• [EXERCISE BRIEF]:
When the string "management" is part of a line below, that line should be copied.

• [STORED DATA]:
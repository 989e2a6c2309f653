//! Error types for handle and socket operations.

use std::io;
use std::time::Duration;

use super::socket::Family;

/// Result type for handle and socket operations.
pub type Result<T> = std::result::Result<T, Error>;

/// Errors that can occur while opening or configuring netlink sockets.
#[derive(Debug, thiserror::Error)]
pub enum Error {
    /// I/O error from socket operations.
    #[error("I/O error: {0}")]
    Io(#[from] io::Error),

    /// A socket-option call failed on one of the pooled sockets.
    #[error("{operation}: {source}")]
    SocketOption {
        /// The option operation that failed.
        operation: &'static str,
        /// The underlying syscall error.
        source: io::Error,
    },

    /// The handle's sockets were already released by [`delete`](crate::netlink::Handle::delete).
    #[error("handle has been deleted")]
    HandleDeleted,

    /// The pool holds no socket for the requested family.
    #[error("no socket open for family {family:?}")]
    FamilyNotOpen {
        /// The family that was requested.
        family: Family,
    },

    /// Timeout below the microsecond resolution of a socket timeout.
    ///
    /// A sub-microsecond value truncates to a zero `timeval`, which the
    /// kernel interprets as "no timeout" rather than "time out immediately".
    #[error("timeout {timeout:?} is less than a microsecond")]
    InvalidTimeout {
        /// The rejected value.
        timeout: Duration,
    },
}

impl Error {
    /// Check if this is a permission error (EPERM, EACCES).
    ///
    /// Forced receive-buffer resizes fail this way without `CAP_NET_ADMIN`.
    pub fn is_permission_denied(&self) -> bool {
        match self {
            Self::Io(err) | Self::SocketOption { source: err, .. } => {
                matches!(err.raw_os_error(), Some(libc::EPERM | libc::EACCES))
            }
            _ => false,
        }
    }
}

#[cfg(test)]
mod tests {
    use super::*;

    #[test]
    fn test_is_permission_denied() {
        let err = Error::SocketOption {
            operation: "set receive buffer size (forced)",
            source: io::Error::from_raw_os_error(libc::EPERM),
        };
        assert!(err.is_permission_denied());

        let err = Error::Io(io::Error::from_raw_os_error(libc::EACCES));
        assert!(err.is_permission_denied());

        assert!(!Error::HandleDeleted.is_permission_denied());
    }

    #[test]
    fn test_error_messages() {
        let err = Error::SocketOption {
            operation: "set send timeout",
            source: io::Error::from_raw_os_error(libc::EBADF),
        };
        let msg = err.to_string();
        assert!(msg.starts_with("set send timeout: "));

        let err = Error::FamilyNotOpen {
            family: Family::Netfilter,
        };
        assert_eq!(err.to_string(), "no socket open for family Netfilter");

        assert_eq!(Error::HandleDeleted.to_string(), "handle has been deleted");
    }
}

==

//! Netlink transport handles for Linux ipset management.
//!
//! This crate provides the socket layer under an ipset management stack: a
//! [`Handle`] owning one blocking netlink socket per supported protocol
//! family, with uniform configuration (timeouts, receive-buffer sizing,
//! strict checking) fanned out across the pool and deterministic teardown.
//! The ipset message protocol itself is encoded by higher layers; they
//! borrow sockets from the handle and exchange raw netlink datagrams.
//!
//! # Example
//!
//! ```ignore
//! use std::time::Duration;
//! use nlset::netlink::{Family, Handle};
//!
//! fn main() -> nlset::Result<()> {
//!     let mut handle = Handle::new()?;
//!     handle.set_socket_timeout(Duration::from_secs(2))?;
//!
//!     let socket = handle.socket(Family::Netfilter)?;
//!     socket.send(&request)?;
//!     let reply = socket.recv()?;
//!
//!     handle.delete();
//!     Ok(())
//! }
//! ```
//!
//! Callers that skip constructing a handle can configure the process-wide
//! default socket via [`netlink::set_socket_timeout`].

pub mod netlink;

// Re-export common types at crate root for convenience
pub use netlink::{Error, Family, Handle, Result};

--

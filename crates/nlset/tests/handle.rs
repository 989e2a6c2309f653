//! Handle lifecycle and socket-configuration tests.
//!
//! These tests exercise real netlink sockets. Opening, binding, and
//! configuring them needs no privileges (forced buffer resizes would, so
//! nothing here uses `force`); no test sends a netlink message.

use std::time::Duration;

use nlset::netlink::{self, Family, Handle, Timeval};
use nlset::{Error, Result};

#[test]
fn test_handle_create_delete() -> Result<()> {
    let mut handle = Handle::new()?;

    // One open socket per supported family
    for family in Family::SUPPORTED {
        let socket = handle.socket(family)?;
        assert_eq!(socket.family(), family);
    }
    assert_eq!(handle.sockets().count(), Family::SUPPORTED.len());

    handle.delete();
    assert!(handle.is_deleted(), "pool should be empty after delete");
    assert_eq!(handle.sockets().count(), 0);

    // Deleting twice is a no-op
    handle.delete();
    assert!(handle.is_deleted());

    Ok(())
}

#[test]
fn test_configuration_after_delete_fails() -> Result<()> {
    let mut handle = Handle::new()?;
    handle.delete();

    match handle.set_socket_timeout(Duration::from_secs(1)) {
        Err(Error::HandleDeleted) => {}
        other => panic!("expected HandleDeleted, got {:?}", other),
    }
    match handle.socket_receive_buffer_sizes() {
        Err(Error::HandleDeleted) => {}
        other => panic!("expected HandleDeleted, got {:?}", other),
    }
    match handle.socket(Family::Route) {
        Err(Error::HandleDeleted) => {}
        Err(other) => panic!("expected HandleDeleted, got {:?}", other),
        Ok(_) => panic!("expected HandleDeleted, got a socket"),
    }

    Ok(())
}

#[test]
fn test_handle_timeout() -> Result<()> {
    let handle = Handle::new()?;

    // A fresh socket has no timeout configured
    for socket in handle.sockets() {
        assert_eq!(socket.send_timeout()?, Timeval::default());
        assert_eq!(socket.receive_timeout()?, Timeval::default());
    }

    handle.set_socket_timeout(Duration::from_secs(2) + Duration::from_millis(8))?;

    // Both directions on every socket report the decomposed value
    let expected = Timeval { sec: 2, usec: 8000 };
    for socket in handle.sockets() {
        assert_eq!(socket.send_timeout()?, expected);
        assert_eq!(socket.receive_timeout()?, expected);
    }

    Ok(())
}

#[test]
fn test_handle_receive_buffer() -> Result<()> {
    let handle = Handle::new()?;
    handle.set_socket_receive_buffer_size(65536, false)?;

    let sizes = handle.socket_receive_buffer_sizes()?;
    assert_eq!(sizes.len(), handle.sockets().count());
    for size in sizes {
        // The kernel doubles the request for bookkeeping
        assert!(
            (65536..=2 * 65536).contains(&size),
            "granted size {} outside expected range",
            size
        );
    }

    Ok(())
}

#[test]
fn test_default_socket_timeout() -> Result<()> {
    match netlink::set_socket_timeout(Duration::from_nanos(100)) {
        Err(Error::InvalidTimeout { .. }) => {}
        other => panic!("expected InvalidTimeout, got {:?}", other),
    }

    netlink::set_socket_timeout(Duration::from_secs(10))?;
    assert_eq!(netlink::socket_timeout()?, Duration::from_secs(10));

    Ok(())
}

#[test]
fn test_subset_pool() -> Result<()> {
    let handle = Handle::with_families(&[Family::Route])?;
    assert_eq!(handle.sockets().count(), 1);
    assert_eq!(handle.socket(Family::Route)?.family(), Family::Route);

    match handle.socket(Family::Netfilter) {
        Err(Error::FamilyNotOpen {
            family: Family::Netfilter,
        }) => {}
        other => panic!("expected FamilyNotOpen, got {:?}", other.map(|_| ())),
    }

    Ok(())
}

• [EXERCISE OUTPUT]:
//! Netlink transport handles for Linux ipset management.
//! This crate provides the socket layer under an ipset management stack: a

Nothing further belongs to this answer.